_GIVEN DATA_:
○ ○ ○ ○

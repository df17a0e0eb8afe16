// SPDX-License-Identifier: MPL-2.0
//! Transient controls port definition.

use super::surface::RenderSurface;
use std::time::Duration;

/// Port for the scrubber/control panel shown over the video.
///
/// The overlay hides itself once the window passed to [`show`](Self::show)
/// elapses; calling `show` again re-arms that timer.
pub trait TransientControls {
    /// Anchors the controls to the surface they operate.
    fn bind_to(&mut self, surface: &dyn RenderSurface);

    /// Reveals the controls for `window`.
    fn show(&mut self, window: Duration);

    /// Hides the controls immediately.
    fn hide(&mut self);
}
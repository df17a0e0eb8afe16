// SPDX-License-Identifier: MPL-2.0
//! Message sanitization and warning/error type definitions.

use std::sync::LazyLock;

use regex::Regex;
use serde::{Deserialize, Serialize};

// =============================================================================
// Warning and Error Type Enums
// =============================================================================

/// Categories of warnings a session can report.
#[derive(Debug, Clone, Copy, PartialEq, Eq, Serialize, Deserialize)]
#[serde(rename_all = "snake_case")]
pub enum WarningType {
    /// A signal arrived in a state where it means nothing.
    IgnoredSignal,
    /// Configuration could not be read.
    ConfigurationIssue,
    /// A failure happened while the screen was not visible.
    DetachedFailure,
    Other,
}

/// Categories of errors a session can report.
#[derive(Debug, Clone, Copy, PartialEq, Eq, Serialize, Deserialize)]
#[serde(rename_all = "snake_case")]
pub enum ErrorType {
    /// No request was supplied.
    NothingToPlay,
    /// No local copy and no usable account.
    SourceUnavailable,
    /// The surface reported a decode or stream error.
    PlaybackError,
    Other,
}

// =============================================================================
// Message Sanitization
// =============================================================================

/// URLs (may carry account names and server hosts).
static URL_PATTERN: LazyLock<Regex> = LazyLock::new(|| {
    Regex::new(r#"[a-zA-Z][a-zA-Z0-9+.-]*://[^\s"'()\[\]]+"#).expect("url regex should compile")
});

/// Absolute and home-relative file paths.
static PATH_PATTERN: LazyLock<Regex> = LazyLock::new(|| {
    Regex::new(concat!(
        r#"("#,
        r#"(?:^|\s)/[^\s"'()\[\]]+"#, // Unix absolute paths
        r#"|~/[^\s"'()\[\]]+"#,       // Home shortcut
        r#"|[A-Za-z]:\\[^\s"'()\[\]]+"#, // Windows drive paths
        r#")"#,
    ))
    .expect("path regex should compile")
});

/// Sanitizes a message by removing URLs and file paths.
///
/// # Examples
///
/// ```
/// use preview_player::diagnostics::sanitize_message;
///
/// let msg = "Failed to open /sdcard/Movies/holiday.mp4";
/// assert_eq!(sanitize_message(msg), "Failed to open <path>");
///
/// let msg = "Stream https://bob@cloud.example.org/remote.php/webdav/a.mp4 timed out";
/// assert_eq!(sanitize_message(msg), "Stream <url> timed out");
/// ```
#[must_use]
pub fn sanitize_message(message: &str) -> String {
    let without_urls = URL_PATTERN.replace_all(message, "<url>");
    PATH_PATTERN
        .replace_all(&without_urls, |caps: &regex::Captures<'_>| {
            let matched = &caps[0];
            if matched.starts_with(char::is_whitespace) {
                " <path>".to_string()
            } else {
                "<path>".to_string()
            }
        })
        .into_owned()
}
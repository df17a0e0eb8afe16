// SPDX-License-Identifier: MPL-2.0
//! Circular buffer implementation for diagnostic event storage.

use crate::config::defaults::{
    DEFAULT_DIAGNOSTICS_CAPACITY, MAX_DIAGNOSTICS_CAPACITY, MIN_DIAGNOSTICS_CAPACITY,
};
use std::collections::VecDeque;

/// Buffer capacity for diagnostic events, always within the supported range.
#[derive(Debug, Clone, Copy, PartialEq, Eq)]
pub struct BufferCapacity(usize);

impl BufferCapacity {
    /// Creates a new buffer capacity, clamping to valid range.
    #[must_use]
    pub fn new(value: usize) -> Self {
        Self(value.clamp(MIN_DIAGNOSTICS_CAPACITY, MAX_DIAGNOSTICS_CAPACITY))
    }

    #[must_use]
    pub fn value(self) -> usize {
        self.0
    }
}

impl Default for BufferCapacity {
    fn default() -> Self {
        Self(DEFAULT_DIAGNOSTICS_CAPACITY)
    }
}

/// A generic circular buffer with fixed capacity.
///
/// When the buffer is full, pushing a new element evicts the oldest one.
/// Elements are stored in chronological order (oldest first).
///
/// # Example
///
/// ```
/// use preview_player::diagnostics::{BufferCapacity, CircularBuffer};
///
/// let mut buffer: CircularBuffer<i32> = CircularBuffer::new(BufferCapacity::default());
///
/// buffer.push(1);
/// buffer.push(2);
///
/// let items: Vec<_> = buffer.iter().copied().collect();
/// assert_eq!(items, vec![1, 2]);
/// ```
#[derive(Debug, Clone)]
pub struct CircularBuffer<T> {
    data: VecDeque<T>,
    capacity: usize,
}

impl<T> CircularBuffer<T> {
    #[must_use]
    pub fn new(capacity: BufferCapacity) -> Self {
        Self::with_raw_capacity(capacity.value())
    }

    /// Creates a buffer with an unchecked capacity (at least 1).
    ///
    /// Meant for tests that need tiny buffers.
    #[must_use]
    pub fn with_raw_capacity(capacity: usize) -> Self {
        let capacity = capacity.max(1);
        Self {
            data: VecDeque::with_capacity(capacity),
            capacity,
        }
    }

    /// Pushes an element, evicting the oldest if at capacity.
    pub fn push(&mut self, item: T) {
        if self.data.len() >= self.capacity {
            self.data.pop_front();
        }
        self.data.push_back(item);
    }

    pub fn iter(&self) -> impl Iterator<Item = &T> {
        self.data.iter()
    }

    #[must_use]
    pub fn len(&self) -> usize {
        self.data.len()
    }

    #[must_use]
    pub fn is_empty(&self) -> bool {
        self.data.is_empty()
    }

    #[must_use]
    pub fn capacity(&self) -> usize {
        self.capacity
    }

    pub fn clear(&mut self) {
        self.data.clear();
    }
}
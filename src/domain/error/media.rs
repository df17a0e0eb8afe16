// SPDX-License-Identifier: MPL-2.0
//! Media errors reported by the render surface as a `(what, extra)` pair.

use std::fmt;

/// Error codes used by platform media players.
pub mod codes {
    /// Unspecified media player error.
    pub const MEDIA_ERROR_UNKNOWN: i32 = 1;
    /// The media server process died.
    pub const MEDIA_ERROR_SERVER_DIED: i32 = 100;
    /// Container is not laid out for progressive playback.
    pub const MEDIA_ERROR_NOT_VALID_FOR_PROGRESSIVE_PLAYBACK: i32 = 200;

    /// File or network related operation failed.
    pub const MEDIA_ERROR_IO: i32 = -1004;
    /// Bitstream does not conform to its coding standard.
    pub const MEDIA_ERROR_MALFORMED: i32 = -1007;
    /// Bitstream conforms but uses an unsupported feature.
    pub const MEDIA_ERROR_UNSUPPORTED: i32 = -1010;
    /// Some operation took too long.
    pub const MEDIA_ERROR_TIMED_OUT: i32 = -110;
}

/// Raw error pair from the surface.
#[derive(Debug, Clone, Copy, PartialEq, Eq)]
pub struct MediaError {
    /// Error category.
    pub what: i32,
    /// Implementation specific detail code.
    pub extra: i32,
}

/// User-facing classification of a [`MediaError`].
#[derive(Debug, Clone, Copy, PartialEq, Eq)]
pub enum MediaErrorKind {
    NotValidForProgressivePlayback,
    Io,
    Malformed,
    Unsupported,
    TimedOut,
    Unknown,
}

impl MediaError {
    #[must_use]
    pub fn new(what: i32, extra: i32) -> Self {
        Self { what, extra }
    }

    /// Classifies the pair. The category wins for progressive-playback
    /// errors; otherwise the detail code decides.
    #[must_use]
    pub fn kind(&self) -> MediaErrorKind {
        if self.what == codes::MEDIA_ERROR_NOT_VALID_FOR_PROGRESSIVE_PLAYBACK {
            return MediaErrorKind::NotValidForProgressivePlayback;
        }
        match self.extra {
            codes::MEDIA_ERROR_IO => MediaErrorKind::Io,
            codes::MEDIA_ERROR_MALFORMED => MediaErrorKind::Malformed,
            codes::MEDIA_ERROR_UNSUPPORTED => MediaErrorKind::Unsupported,
            codes::MEDIA_ERROR_TIMED_OUT => MediaErrorKind::TimedOut,
            _ => MediaErrorKind::Unknown,
        }
    }
}

impl MediaErrorKind {
    /// Returns the i18n message key for this error kind.
    #[must_use]
    pub fn i18n_key(self) -> &'static str {
        match self {
            Self::NotValidForProgressivePlayback => "media-error-not-progressive",
            Self::Io => "media-error-io",
            Self::Malformed => "media-error-malformed",
            Self::Unsupported => "media-error-unsupported",
            Self::TimedOut => "media-error-timeout",
            Self::Unknown => "media-error-unknown",
        }
    }
}

impl fmt::Display for MediaError {
    fn fmt(&self, f: &mut fmt::Formatter<'_>) -> fmt::Result {
        let label = match self.kind() {
            MediaErrorKind::NotValidForProgressivePlayback => "Not valid for progressive playback",
            MediaErrorKind::Io => "I/O error",
            MediaErrorKind::Malformed => "Malformed media",
            MediaErrorKind::Unsupported => "Unsupported media",
            MediaErrorKind::TimedOut => "Timed out",
            MediaErrorKind::Unknown => "Unknown media error",
        };
        write!(f, "{label} (what = {}, extra = {})", self.what, self.extra)
    }
}
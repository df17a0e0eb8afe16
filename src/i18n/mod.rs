// SPDX-License-Identifier: MPL-2.0
//! Internationalization (i18n) support for the player.
//!
//! This module provides localization capabilities using the Fluent localization system.
//! It handles language detection, translation file loading, and string formatting.
//!
//! # Features
//!
//! - Automatic locale detection from CLI, config, or system settings
//! - Translation files embedded at build time from `assets/i18n/`
//! - Fallback to `en-US`, then to a visible `MISSING:` marker
//! - [`MessageFormatter`](crate::application::port::MessageFormatter) implementation for
//!   the error modal

pub mod fluent;

pub use fluent::I18n;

○ ○ ○ ○

_PROMPT_: Among the records, find every line with the word "Categories" and copy it.

_SOLUTION FOR THIS PROBLEM_:
/// Categories of warnings a session can report.
/// Categories of errors a session can report.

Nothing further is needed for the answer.